WHAT TO DO.
Your answer should be a single number: the count of lines in the material below that hold "return".

= Beginning of Section =

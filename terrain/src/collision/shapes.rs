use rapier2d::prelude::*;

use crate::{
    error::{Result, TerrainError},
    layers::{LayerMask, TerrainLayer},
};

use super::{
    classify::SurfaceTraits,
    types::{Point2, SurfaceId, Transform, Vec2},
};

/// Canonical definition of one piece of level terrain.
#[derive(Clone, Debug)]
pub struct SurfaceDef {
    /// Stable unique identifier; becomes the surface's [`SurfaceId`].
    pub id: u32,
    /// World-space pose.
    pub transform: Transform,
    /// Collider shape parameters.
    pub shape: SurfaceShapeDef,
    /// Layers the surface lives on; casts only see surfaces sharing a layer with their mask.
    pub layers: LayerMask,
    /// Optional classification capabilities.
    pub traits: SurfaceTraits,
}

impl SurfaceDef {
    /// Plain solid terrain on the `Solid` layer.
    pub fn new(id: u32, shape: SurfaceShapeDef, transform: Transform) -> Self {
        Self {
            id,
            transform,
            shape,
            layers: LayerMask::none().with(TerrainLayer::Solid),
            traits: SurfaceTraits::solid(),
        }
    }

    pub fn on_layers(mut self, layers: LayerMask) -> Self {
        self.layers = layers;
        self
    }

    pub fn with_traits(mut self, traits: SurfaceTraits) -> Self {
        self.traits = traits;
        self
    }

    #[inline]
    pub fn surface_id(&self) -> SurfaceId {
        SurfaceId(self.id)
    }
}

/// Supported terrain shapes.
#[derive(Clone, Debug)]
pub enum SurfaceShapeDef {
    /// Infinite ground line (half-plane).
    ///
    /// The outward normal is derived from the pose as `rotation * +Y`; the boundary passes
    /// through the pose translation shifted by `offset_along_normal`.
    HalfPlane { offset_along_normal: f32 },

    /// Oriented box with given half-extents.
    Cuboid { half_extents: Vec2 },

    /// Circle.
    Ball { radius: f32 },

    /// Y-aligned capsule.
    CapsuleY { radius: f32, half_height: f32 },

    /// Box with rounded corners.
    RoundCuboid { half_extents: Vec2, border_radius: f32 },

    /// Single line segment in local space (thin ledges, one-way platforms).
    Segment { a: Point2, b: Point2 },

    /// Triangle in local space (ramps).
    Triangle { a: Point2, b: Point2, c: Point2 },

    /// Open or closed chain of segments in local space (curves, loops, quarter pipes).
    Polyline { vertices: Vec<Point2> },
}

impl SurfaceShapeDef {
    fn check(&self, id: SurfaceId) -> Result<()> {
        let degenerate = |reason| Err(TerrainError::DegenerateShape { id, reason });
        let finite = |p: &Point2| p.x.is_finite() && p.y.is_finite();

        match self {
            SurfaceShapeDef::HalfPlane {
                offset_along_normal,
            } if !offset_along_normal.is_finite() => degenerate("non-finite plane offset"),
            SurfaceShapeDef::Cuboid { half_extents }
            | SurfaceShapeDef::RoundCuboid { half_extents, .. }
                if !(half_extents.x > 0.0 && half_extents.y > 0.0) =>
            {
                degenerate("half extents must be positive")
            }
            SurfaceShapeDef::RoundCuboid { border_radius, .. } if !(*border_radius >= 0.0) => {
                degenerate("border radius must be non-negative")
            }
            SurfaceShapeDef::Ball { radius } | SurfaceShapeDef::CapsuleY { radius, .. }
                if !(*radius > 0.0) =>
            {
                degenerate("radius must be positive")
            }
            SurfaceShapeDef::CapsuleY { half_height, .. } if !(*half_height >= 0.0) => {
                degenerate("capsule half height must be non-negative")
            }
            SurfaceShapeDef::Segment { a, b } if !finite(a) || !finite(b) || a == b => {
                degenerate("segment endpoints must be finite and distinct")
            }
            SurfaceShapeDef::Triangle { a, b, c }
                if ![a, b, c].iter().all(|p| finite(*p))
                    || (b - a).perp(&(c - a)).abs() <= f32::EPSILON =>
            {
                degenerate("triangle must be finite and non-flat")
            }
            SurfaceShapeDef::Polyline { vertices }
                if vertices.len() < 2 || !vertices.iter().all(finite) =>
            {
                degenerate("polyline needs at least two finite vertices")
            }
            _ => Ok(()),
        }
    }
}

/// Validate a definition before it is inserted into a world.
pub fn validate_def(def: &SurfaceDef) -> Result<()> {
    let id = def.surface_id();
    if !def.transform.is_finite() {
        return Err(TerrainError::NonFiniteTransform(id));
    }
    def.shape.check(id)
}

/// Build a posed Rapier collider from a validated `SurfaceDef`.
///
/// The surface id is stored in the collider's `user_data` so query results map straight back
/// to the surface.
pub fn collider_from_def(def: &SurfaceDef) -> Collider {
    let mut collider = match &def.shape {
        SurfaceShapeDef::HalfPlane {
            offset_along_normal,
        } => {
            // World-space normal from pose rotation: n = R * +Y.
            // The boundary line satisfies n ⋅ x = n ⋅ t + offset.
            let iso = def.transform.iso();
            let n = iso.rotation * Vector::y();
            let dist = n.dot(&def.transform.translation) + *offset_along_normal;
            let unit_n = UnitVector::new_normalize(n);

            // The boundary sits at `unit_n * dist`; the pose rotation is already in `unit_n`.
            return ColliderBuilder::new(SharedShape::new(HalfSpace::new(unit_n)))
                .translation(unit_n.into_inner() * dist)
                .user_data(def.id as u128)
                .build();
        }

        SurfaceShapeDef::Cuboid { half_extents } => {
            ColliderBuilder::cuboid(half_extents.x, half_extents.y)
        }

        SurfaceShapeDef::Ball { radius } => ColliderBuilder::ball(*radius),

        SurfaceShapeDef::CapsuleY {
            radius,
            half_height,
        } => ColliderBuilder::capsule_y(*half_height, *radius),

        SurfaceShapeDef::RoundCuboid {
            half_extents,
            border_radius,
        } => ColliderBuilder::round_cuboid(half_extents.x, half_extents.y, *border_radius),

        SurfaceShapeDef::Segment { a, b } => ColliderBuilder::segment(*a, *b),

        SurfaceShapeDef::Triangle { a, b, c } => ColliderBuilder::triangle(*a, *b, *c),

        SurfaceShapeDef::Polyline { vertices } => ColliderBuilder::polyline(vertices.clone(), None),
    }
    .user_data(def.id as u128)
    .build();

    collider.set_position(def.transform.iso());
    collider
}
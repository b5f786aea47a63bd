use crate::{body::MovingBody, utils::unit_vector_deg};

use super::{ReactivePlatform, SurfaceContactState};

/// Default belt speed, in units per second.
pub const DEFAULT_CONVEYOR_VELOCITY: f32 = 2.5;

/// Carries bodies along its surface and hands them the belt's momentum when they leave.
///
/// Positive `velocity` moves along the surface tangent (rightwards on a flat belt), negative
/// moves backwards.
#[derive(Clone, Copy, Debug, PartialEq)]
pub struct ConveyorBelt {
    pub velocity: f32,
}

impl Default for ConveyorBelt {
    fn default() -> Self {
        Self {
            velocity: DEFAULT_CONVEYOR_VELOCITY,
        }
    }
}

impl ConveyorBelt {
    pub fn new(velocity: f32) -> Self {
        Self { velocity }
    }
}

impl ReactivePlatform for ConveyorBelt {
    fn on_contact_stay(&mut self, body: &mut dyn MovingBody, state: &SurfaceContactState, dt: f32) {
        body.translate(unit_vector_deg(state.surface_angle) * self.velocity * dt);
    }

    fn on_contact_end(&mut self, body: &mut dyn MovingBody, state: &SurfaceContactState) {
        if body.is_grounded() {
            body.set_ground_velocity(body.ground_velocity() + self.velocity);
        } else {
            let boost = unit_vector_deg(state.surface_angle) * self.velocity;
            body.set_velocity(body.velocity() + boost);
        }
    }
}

= End of Section =

TASK RESPONSE.
2